Excellent. And just to clarify this a little bit further, I know that the equity numbers aren't moving around too much, we're at all, frankly, relative to CapEx, but how much capital could be shifted given the latest updates here in the three-year versus the five-year outlook here? Just want to understand, out of the total 10-year view that you guys are providing today, how much could be in that three-year and five-year window as you think about just the specific timing of each of these dockets that will come up for renewable resources?
Well, yeah, as I mentioned, 10,000 of the megawatts of the 16,000 - over 16,000 is in the '21 to '25 timeframe, so it's going to be near-term. So when you think about these projects, they take a couple of years to put in place. You'll be looking more at that '23 to '25 for most of it, but some of it was - is already in play. There is already RFPs going out for suppliers of some of these renewables as we speak. Julia, anything do you want to add to that?
No, you've got that perfect, thank you.
Thank you. Our next question comes from the line of Stephen Byrd with Morgan Stanley. Please go ahead.
Hi, thanks guys for taking my question.
Good morning. Congrats on a great update and a big movement in renewables, so happy to see that. I wanted - if you could just talk a little bit more about as you grow out renewables, whether there might be some additional transmission distribution requirements or stores there just other things that would sort of be additive as well, it's obviously just huge amount of megawatts, just curious about the other impacts?
Yeah, there will be and many of these projects, obviously, we'll have to look at the placement of these projects as in the level of congestion, but also the level of transmission investment that's required. But keep in mind too with the Biden administrations doing relative to the movement to clean energy, which obviously is a big part of his plan, large scale transmission will also be incredibly important. So, I see with what's going on today and in excess of all these things coming together, our transmission which you've always said is, as far as I can see for a decade, well, it's probably even higher. We don't know what that number is at this point and I think we've got to get through the process and fully understand that, but when you do the net benefits associated with fuel and the capital cost of the renewables projects and transmission, it's still a benefit to consumers. So, we'll go through that process, but you're right to be bullish about transmission in relation to these investments, but also everyone else's investments because we are the largest transmission provider in the country and most of this has to come through us.
That's really helpful. And then I wanted to drill into Texas for just a moment. There are some bills as you know that are floating around that would permit securitization of costs and those look to be, I guess to me, quite helpful from a financing point of view, just curious how you're thinking about that impact, how might that impact your thoughts on financing?
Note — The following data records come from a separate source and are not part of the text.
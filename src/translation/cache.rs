/*!
 * Translation dedup cache.
 *
 * Maps `(fingerprint, target language)` to a translated text and is shared
 * by every job. Writes are idempotent: storing the same text again is a
 * no-op, storing a different text for an existing key is a conflict and
 * the first writer's text stays in the cache.
 *
 * `MemoryCache` keeps entries in process memory; `SqliteCache` persists
 * them through the repository so they survive restarts.
 */

use async_trait::async_trait;
use log::debug;
use parking_lot::RwLock;
use serde::{Deserialize, Serialize};
use std::collections::HashMap;
use std::collections::hash_map::Entry;
use std::sync::Arc;
use std::sync::atomic::{AtomicU64, Ordering};

use crate::database::models::CacheStats;
use crate::database::{CacheInsert, Repository};
use crate::errors::CacheError;

/// How a job reacts when its cache write conflicts with the stored entry
#[derive(Debug, Clone, Copy, PartialEq, Eq, Default, Serialize, Deserialize)]
#[serde(rename_all = "snake_case")]
pub enum ConflictPolicy {
    /// Log the conflict and keep going with the job's own text
    #[default]
    FirstWriterWins,
    /// Fail the stage
    Strict,
}

/// Result of a successful `put`
#[derive(Debug, Clone, Copy, PartialEq, Eq)]
pub enum PutOutcome {
    /// The key was empty; the text is now stored
    Inserted,
    /// The key already held exactly this text
    Unchanged,
}

/// Content-addressed translation store shared across jobs
#[async_trait]
pub trait DedupCache: Send + Sync {
    /// Look up a translation
    async fn get(&self, fingerprint: &str, language: &str) -> Result<Option<String>, CacheError>;

    /// Store a translation, failing with `CacheError::Conflict` when the key
    /// already holds a different text
    async fn put(&self, fingerprint: &str, language: &str, text: &str) -> Result<PutOutcome, CacheError>;

    /// Entry and hit counts
    async fn stats(&self) -> Result<CacheStats, CacheError>;
}

/// Classify a stored text against the one being written
fn compare(fingerprint: &str, language: &str, existing: String, text: &str) -> Result<PutOutcome, CacheError> {
    if existing == text {
        Ok(PutOutcome::Unchanged)
    } else {
        Err(CacheError::Conflict {
            fingerprint: fingerprint.to_string(),
            language: language.to_string(),
            existing,
        })
    }
}

/// Stored entry with its write order
#[derive(Debug, Clone)]
struct CachedEntry {
    text: String,
    written_seq: u64,
}

/// In-memory cache
#[derive(Clone, Default)]
pub struct MemoryCache {
    /// Entries keyed by (fingerprint, language)
    entries: Arc<RwLock<HashMap<(String, String), CachedEntry>>>,

    /// Cache hit counter
    hits: Arc<AtomicU64>,

    /// Cache miss counter
    misses: Arc<AtomicU64>,

    /// Monotonic write counter
    writes: Arc<AtomicU64>,
}

impl MemoryCache {
    /// Create an empty cache
    pub fn new() -> Self {
        Self::default()
    }

    /// Number of entries
    pub fn len(&self) -> usize {
        self.entries.read().len()
    }

    /// Whether the cache holds no entries
    pub fn is_empty(&self) -> bool {
        self.entries.read().is_empty()
    }

    /// `(hits, misses, hit_rate)` since creation
    pub fn hit_rate(&self) -> (u64, u64, f64) {
        let hits = self.hits.load(Ordering::Relaxed);
        let misses = self.misses.load(Ordering::Relaxed);
        let total = hits + misses;
        let rate = if total > 0 { hits as f64 / total as f64 } else { 0.0 };
        (hits, misses, rate)
    }

    /// Sequence number assigned when the key was first written
    pub fn written_seq(&self, fingerprint: &str, language: &str) -> Option<u64> {
        self.entries
            .read()
            .get(&(fingerprint.to_string(), language.to_string()))
            .map(|e| e.written_seq)
    }
}

#[async_trait]
impl DedupCache for MemoryCache {
    async fn get(&self, fingerprint: &str, language: &str) -> Result<Option<String>, CacheError> {
        let key = (fingerprint.to_string(), language.to_string());
        let found = self.entries.read().get(&key).map(|e| e.text.clone());

        match &found {
            Some(_) => {
                self.hits.fetch_add(1, Ordering::Relaxed);
                let short: String = fingerprint.chars().take(12).collect();
                debug!("Cache hit for {} ({})", short, language);
            }
            None => {
                self.misses.fetch_add(1, Ordering::Relaxed);
            }
        }
        Ok(found)
    }

    async fn put(&self, fingerprint: &str, language: &str, text: &str) -> Result<PutOutcome, CacheError> {
        let key = (fingerprint.to_string(), language.to_string());
        let mut entries = self.entries.write();

        match entries.entry(key) {
            Entry::Vacant(slot) => {
                let written_seq = self.writes.fetch_add(1, Ordering::SeqCst) + 1;
                slot.insert(CachedEntry {
                    text: text.to_string(),
                    written_seq,
                });
                Ok(PutOutcome::Inserted)
            }
            Entry::Occupied(slot) => compare(fingerprint, language, slot.get().text.clone(), text),
        }
    }

    async fn stats(&self) -> Result<CacheStats, CacheError> {
        Ok(CacheStats {
            total_entries: self.len() as i64,
            total_hits: self.hits.load(Ordering::Relaxed) as i64,
        })
    }
}

/// Cache persisted in the `translation_cache` table
#[derive(Clone)]
pub struct SqliteCache {
    repo: Repository,
}

impl SqliteCache {
    /// Create a cache over the given repository
    pub fn new(repo: Repository) -> Self {
        Self { repo }
    }
}

#[async_trait]
impl DedupCache for SqliteCache {
    async fn get(&self, fingerprint: &str, language: &str) -> Result<Option<String>, CacheError> {
        Ok(self.repo.get_cached_translation(fingerprint, language).await?)
    }

    async fn put(&self, fingerprint: &str, language: &str, text: &str) -> Result<PutOutcome, CacheError> {
        match self.repo.insert_cache_entry(fingerprint, language, text).await? {
            CacheInsert::Inserted => Ok(PutOutcome::Inserted),
            CacheInsert::Existing(existing) => compare(fingerprint, language, existing, text),
        }
    }

    async fn stats(&self) -> Result<CacheStats, CacheError> {
        Ok(self.repo.get_cache_stats().await?)
    }
}

#[cfg(test)]
mod tests {
    use super::*;

    async fn exercise_put_semantics(cache: &dyn DedupCache) {
        assert_eq!(cache.put("fp1", "es", "hola").await.unwrap(), PutOutcome::Inserted);
        assert_eq!(cache.put("fp1", "es", "hola").await.unwrap(), PutOutcome::Unchanged);

        match cache.put("fp1", "es", "buenas").await {
            Err(CacheError::Conflict { existing, .. }) => assert_eq!(existing, "hola"),
            other => panic!("expected conflict, got {:?}", other),
        }

        assert_eq!(cache.get("fp1", "es").await.unwrap().as_deref(), Some("hola"));
        assert_eq!(cache.get("fp1", "fr").await.unwrap(), None);
    }

    #[tokio::test]
    async fn test_memoryCache_put_shouldBeIdempotentAndKeepFirstWriter() {
        exercise_put_semantics(&MemoryCache::new()).await;
    }

    #[tokio::test]
    async fn test_sqliteCache_put_shouldBeIdempotentAndKeepFirstWriter() {
        let cache = SqliteCache::new(Repository::new_in_memory().unwrap());
        exercise_put_semantics(&cache).await;
    }

    #[tokio::test]
    async fn test_memoryCache_writtenSeq_shouldIncrease() {
        let cache = MemoryCache::new();
        cache.put("a", "es", "x").await.unwrap();
        cache.put("b", "es", "y").await.unwrap();
        assert!(cache.written_seq("a", "es").unwrap() < cache.written_seq("b", "es").unwrap());
    }

    #[tokio::test]
    async fn test_memoryCache_stats_shouldCountHits() {
        let cache = MemoryCache::new();
        cache.put("a", "es", "x").await.unwrap();
        cache.get("a", "es").await.unwrap();
        cache.get("missing", "es").await.unwrap();

        let (hits, misses, rate) = cache.hit_rate();
        assert_eq!((hits, misses), (1, 1));
        assert_eq!(rate, 0.5);
        assert_eq!(cache.stats().await.unwrap().total_entries, 1);
    }
}
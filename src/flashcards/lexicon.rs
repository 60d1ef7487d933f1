use anyhow::{anyhow, Context, Result};
use log::{debug, info};
use serde::{Deserialize, Serialize};
use std::collections::HashMap;
use std::fmt;
use std::io::BufRead;
use std::path::Path;

use crate::language_utils;

/// Universal part-of-speech tag
#[derive(Debug, Clone, Copy, PartialEq, Eq, Hash, Serialize, Deserialize)]
pub enum PartOfSpeech {
    Noun,
    Verb,
    Adj,
    Adv,
    Propn,
    Pron,
    Det,
    Adp,
    Num,
    Conj,
    /// Unknown or other
    X,
}

impl PartOfSpeech {
    /// Parse a tag, falling back to `X` for anything unrecognized
    pub fn from_tag(tag: &str) -> Self {
        match tag.trim().to_uppercase().as_str() {
            "NOUN" => Self::Noun,
            "VERB" | "AUX" => Self::Verb,
            "ADJ" => Self::Adj,
            "ADV" => Self::Adv,
            "PROPN" => Self::Propn,
            "PRON" => Self::Pron,
            "DET" => Self::Det,
            "ADP" => Self::Adp,
            "NUM" => Self::Num,
            "CONJ" | "CCONJ" | "SCONJ" => Self::Conj,
            _ => Self::X,
        }
    }

    /// Tag text
    pub fn as_tag(&self) -> &'static str {
        match self {
            Self::Noun => "NOUN",
            Self::Verb => "VERB",
            Self::Adj => "ADJ",
            Self::Adv => "ADV",
            Self::Propn => "PROPN",
            Self::Pron => "PRON",
            Self::Det => "DET",
            Self::Adp => "ADP",
            Self::Num => "NUM",
            Self::Conj => "CONJ",
            Self::X => "X",
        }
    }

    /// Nouns, verbs and adjectives receive the ranking boost
    pub fn is_boosted(&self) -> bool {
        matches!(self, Self::Noun | Self::Verb | Self::Adj)
    }
}

impl fmt::Display for PartOfSpeech {
    fn fmt(&self, f: &mut fmt::Formatter<'_>) -> fmt::Result {
        write!(f, "{}", self.as_tag())
    }
}

/// Lexicon row
#[derive(Debug, Clone, PartialEq)]
pub struct LexiconEntry {
    /// Part-of-speech tag
    pub pos: PartOfSpeech,
    /// Third TSV column: a Zipf-like frequency value, higher for more
    /// common lemmas. Ranking scores a lemma by its distance below the
    /// lexicon's maximum.
    pub rarity: f64,
}

/// Per-language lemma table with part of speech and rarity.
///
/// Files are `<code>.tsv` with rows `lemma<TAB>pos<TAB>value`, where value
/// is a frequency measure on a Zipf-like scale (higher means more common).
/// Lemmas missing from the table are scored as if they had the maximum
/// value, so they contribute no rarity term.
#[derive(Debug, Clone, PartialEq)]
pub struct Lexicon {
    entries: HashMap<String, LexiconEntry>,
    max_rarity: f64,
}

impl Default for Lexicon {
    fn default() -> Self {
        Self::empty()
    }
}

impl Lexicon {
    /// Lexicon with no entries; every word is unknown
    pub fn empty() -> Self {
        Self {
            entries: HashMap::new(),
            max_rarity: 1.0,
        }
    }

    /// Parse `lemma<TAB>pos<TAB>rarity` lines. Blank lines and lines
    /// starting with `#` are skipped.
    pub fn parse<R: BufRead>(reader: R) -> Result<Self> {
        let mut entries = HashMap::new();
        let mut max_rarity: Option<f64> = None;

        for (index, line) in reader.lines().enumerate() {
            let line = line.with_context(|| format!("Failed to read lexicon line {}", index + 1))?;
            let trimmed = line.trim();
            if trimmed.is_empty() || trimmed.starts_with('#') {
                continue;
            }

            let fields: Vec<&str> = trimmed.split('\t').collect();
            if fields.len() < 3 {
                return Err(anyhow!("Lexicon line {}: expected 3 tab-separated fields", index + 1));
            }
            let rarity: f64 = fields[2]
                .trim()
                .parse()
                .with_context(|| format!("Lexicon line {}: invalid rarity '{}'", index + 1, fields[2]))?;

            max_rarity = Some(max_rarity.map_or(rarity, |m: f64| m.max(rarity)));
            entries.insert(
                fields[0].trim().to_lowercase(),
                LexiconEntry {
                    pos: PartOfSpeech::from_tag(fields[1]),
                    rarity,
                },
            );
        }

        Ok(Self {
            entries,
            max_rarity: max_rarity.unwrap_or(1.0),
        })
    }

    /// Load a lexicon file
    pub fn load<P: AsRef<Path>>(path: P) -> Result<Self> {
        let path = path.as_ref();
        let file = std::fs::File::open(path)
            .with_context(|| format!("Failed to open lexicon: {}", path.display()))?;
        let lexicon = Self::parse(std::io::BufReader::new(file))?;
        info!("Loaded lexicon {} ({} entries)", path.display(), lexicon.len());
        Ok(lexicon)
    }

    /// Load `<dir>/<lang>.tsv`, or an empty lexicon when there is none
    pub fn for_language(dir: Option<&Path>, language: &str) -> Result<Self> {
        let Some(dir) = dir else {
            return Ok(Self::empty());
        };
        let code = language_utils::normalize_to_part1_or_part2t(language)?;
        let path = dir.join(format!("{}.tsv", code));
        if !path.exists() {
            debug!("No lexicon at {}, ranking without rarity data", path.display());
            return Ok(Self::empty());
        }
        Self::load(path)
    }

    /// Number of entries
    pub fn len(&self) -> usize {
        self.entries.len()
    }

    /// Whether the lexicon has no entries
    pub fn is_empty(&self) -> bool {
        self.entries.is_empty()
    }

    /// Largest listed rarity; 1.0 for an empty lexicon
    pub fn max_rarity(&self) -> f64 {
        self.max_rarity
    }

    /// Entry for a lemma
    pub fn lookup(&self, lemma: &str) -> Option<&LexiconEntry> {
        self.entries.get(lemma)
    }

    /// Frequency value of a lemma; unknown lemmas get the maximum
    pub fn rarity(&self, lemma: &str) -> f64 {
        self.lookup(lemma).map_or(self.max_rarity, |e| e.rarity)
    }

    /// Part of speech of a lemma; unknown lemmas are `X`
    pub fn pos(&self, lemma: &str) -> PartOfSpeech {
        self.lookup(lemma).map_or(PartOfSpeech::X, |e| e.pos)
    }
}
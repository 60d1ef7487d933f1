/*!
 * Tests for configuration loading and validation
 */

use bookling::app_config::{Config, LogLevel, ProviderKind};
use bookling::translation::ConflictPolicy;

use crate::common;

#[test]
fn test_loadOrCreate_withMissingFile_shouldWriteDefaults() {
    let dir = common::create_temp_dir().unwrap();
    let path = dir.path().join("conf.json");

    let config = Config::load_or_create(&path).unwrap();
    assert!(path.exists());
    assert_eq!(config.translation.provider, ProviderKind::Stub);

    // Loading again reads the written file
    let reloaded = Config::load_or_create(&path).unwrap();
    assert_eq!(reloaded.flashcards.top_n, config.flashcards.top_n);
}

#[test]
fn test_loadOrCreate_withCustomFile_shouldApplyOverrides() {
    let dir = common::create_temp_dir().unwrap();
    let path = common::create_test_file(
        dir.path(),
        "conf.json",
        r#"{
            "source_language": "fr",
            "target_language": "de",
            "translation": { "conflict_policy": "strict", "worker_count": 2 },
            "retry": { "batch": { "max_attempts": 6, "base_delay_ms": 250, "multiplier": 2.0, "max_delay_ms": 8000 } },
            "flashcards": { "top_n": 5 },
            "log_level": "debug"
        }"#,
    )
    .unwrap();

    let config = Config::load_or_create(&path).unwrap();
    assert_eq!(config.source_language, "fr");
    assert_eq!(config.translation.conflict_policy, ConflictPolicy::Strict);
    assert_eq!(config.translation.worker_count, 2);
    assert_eq!(config.retry.batch.max_attempts, 6);
    assert_eq!(config.retry.stage.max_attempts, 3);
    assert_eq!(config.flashcards.top_n, 5);
    assert_eq!(config.log_level, LogLevel::Debug);
    assert!(config.validate().is_ok());
}

#[test]
fn test_validate_withZeroTopN_shouldFail() {
    let mut config = Config::default();
    config.flashcards.top_n = 0;
    assert!(config.validate().is_err());
}

#[test]
fn test_validate_withUnknownLanguage_shouldFail() {
    let mut config = Config::default();
    config.target_language = "zz".to_string();
    assert!(config.validate().is_err());
}

#[test]
fn test_maxInputBytes_shouldConvertMegabytes() {
    let mut config = Config::default();
    config.storage.max_input_mb = 2;
    assert_eq!(config.max_input_bytes(), 2 * 1024 * 1024);
}
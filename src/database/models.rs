/*!
 * Database entity models and DTOs.
 *
 * These structures map directly to database tables and provide
 * type-safe access to persisted data.
 */

use serde::{Deserialize, Serialize};

use crate::pipeline::stage::Stage;

/// Job record
#[derive(Debug, Clone, Serialize, Deserialize, PartialEq)]
pub struct JobRecord {
    /// Unique job identifier (UUID)
    pub id: String,
    /// Path to the source document
    pub source_path: String,
    /// Source language code
    pub source_language: String,
    /// Target language code
    pub target_language: String,
    /// Stage that still has to run, or a terminal stage
    pub stage: Stage,
    /// Overall completion percentage, never decreasing
    pub percentage: f64,
    /// Last human-readable progress detail
    pub detail: Option<String>,
    /// Error message when the job failed
    pub error: Option<String>,
    /// Stage that was running when the job failed
    pub failed_stage: Option<Stage>,
    /// Runs of the current stage so far
    pub attempts: u32,
    /// Extraction artifact (JSON list of text blocks)
    pub extracted_path: Option<String>,
    /// Translated book artifact
    pub book_path: Option<String>,
    /// Flashcard deck artifact
    pub cards_path: Option<String>,
    /// Creation timestamp (ISO 8601)
    pub created_at: String,
    /// Last update timestamp (ISO 8601)
    pub updated_at: String,
}

impl JobRecord {
    /// Create a new queued job record
    pub fn new(id: String, source_path: String, source_language: String, target_language: String) -> Self {
        let now = chrono::Utc::now().to_rfc3339();
        Self {
            id,
            source_path,
            source_language,
            target_language,
            stage: Stage::Queued,
            percentage: 0.0,
            detail: None,
            error: None,
            failed_stage: None,
            attempts: 0,
            extracted_path: None,
            book_path: None,
            cards_path: None,
            created_at: now.clone(),
            updated_at: now,
        }
    }

    /// Check if the job can still make progress
    pub fn is_resumable(&self) -> bool {
        !self.stage.is_terminal()
    }
}

/// Artifact reference recorded on a stage transition
#[derive(Debug, Clone, PartialEq, Eq, Serialize, Deserialize)]
pub enum ArtifactRef {
    /// Extracted text blocks
    Extracted(String),
    /// Assembled translated book
    Book(String),
    /// Flashcard deck export
    Deck(String),
}

impl ArtifactRef {
    /// Column on the jobs table that stores this reference
    pub fn column(&self) -> &'static str {
        match self {
            ArtifactRef::Extracted(_) => "extracted_path",
            ArtifactRef::Book(_) => "book_path",
            ArtifactRef::Deck(_) => "cards_path",
        }
    }

    /// Stored path
    pub fn path(&self) -> &str {
        match self {
            ArtifactRef::Extracted(p) | ArtifactRef::Book(p) | ArtifactRef::Deck(p) => p,
        }
    }
}

/// Persisted progress event
#[derive(Debug, Clone, Serialize, Deserialize, PartialEq)]
pub struct JobEventRecord {
    /// Job the event belongs to
    pub job_id: String,
    /// Per-job sequence number, starting at 1
    pub seq: i64,
    /// Stage at the time of the event
    pub stage: Stage,
    /// Overall percentage at the time of the event
    pub percentage: f64,
    /// Optional detail message
    pub detail: Option<String>,
    /// Creation timestamp
    pub created_at: String,
}

/// Chapter row
#[derive(Debug, Clone, Serialize, Deserialize, PartialEq)]
pub struct ChapterRecord {
    /// Zero-based chapter position
    pub chapter_index: i64,
    /// Heading, when the document had one
    pub title: Option<String>,
}

/// Paragraph row, one unit of translation work
#[derive(Debug, Clone, Serialize, Deserialize, PartialEq)]
pub struct ParagraphRecord {
    /// Database ID
    pub id: i64,
    /// Chapter the paragraph belongs to
    pub chapter_index: i64,
    /// Position inside the chapter
    pub position: i64,
    /// Original text
    pub source_text: String,
    /// Content fingerprint of the original text
    pub fingerprint: String,
    /// Translation, once applied
    pub translated_text: Option<String>,
}

/// Chapter with its paragraphs, as produced by chaptering
#[derive(Debug, Clone, Serialize, Deserialize, PartialEq)]
pub struct ChapterDraft {
    /// Heading, when the document had one
    pub title: Option<String>,
    /// Paragraph texts in reading order
    pub paragraphs: Vec<String>,
}

/// Flashcard row
#[derive(Debug, Clone, Serialize, Deserialize, PartialEq)]
pub struct FlashcardRecord {
    /// Chapter the card was selected from
    pub chapter_index: i64,
    /// 1-based rank inside the chapter
    pub rank: i64,
    /// Dictionary form in the target language
    pub lemma: String,
    /// Part-of-speech tag
    pub pos: String,
    /// Ranking score
    pub score: f64,
    /// Gloss in the source language
    pub definition: String,
    /// Example sentence from the chapter
    pub example: String,
}

/// Cache statistics
#[derive(Debug, Clone, Default, PartialEq)]
pub struct CacheStats {
    /// Number of entries in the cache
    pub total_entries: i64,
    /// Total cache hits
    pub total_hits: i64,
}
I appreciate the point you raised earlier that essentially the credit metrics are sort of artificially low at the moment because of the storm, but with some of this - some of these bills be especially helpful to you?
Well, certainly the ERCOT portion of Texas, we are essentially a large company there at T&D. So, and we have, based on our cost provisions in place for recovery of that, we - the only real exposure we've got from a standpoint is any, I guess some of the reps, they could potentially go bankrupt and - but that's where it's going to be important to understand where that goes and also as far as securitization is concerned, we view securitization in the past in Texas and you're seeing it develop for what's classified of storm caused, but it really is Uri-related investments we'd be fine with that. Julia, anything...
No, that would be great. Great question, Stephen. So, we're keeping an eye on what's going on in Oklahoma. There is an opportunity potentially to engage in some securitization activity there, would love to get cash in the door. So if that's something that's workable, we will absolutely take the cash and my understanding is, the way that is being at least they initially discussed it and potentially structured would be such - in such a way that that does not sit on our balance sheet, which makes it even better. So, yes, we'll take that cash and with no doubt on the balance sheet, we like that very much. So, we are definitely poised and ready and waiting.
That's great. Maybe one last quick one, just as we think about this growth in renewables, any changes in terms of your thoughts on coal retirement dates?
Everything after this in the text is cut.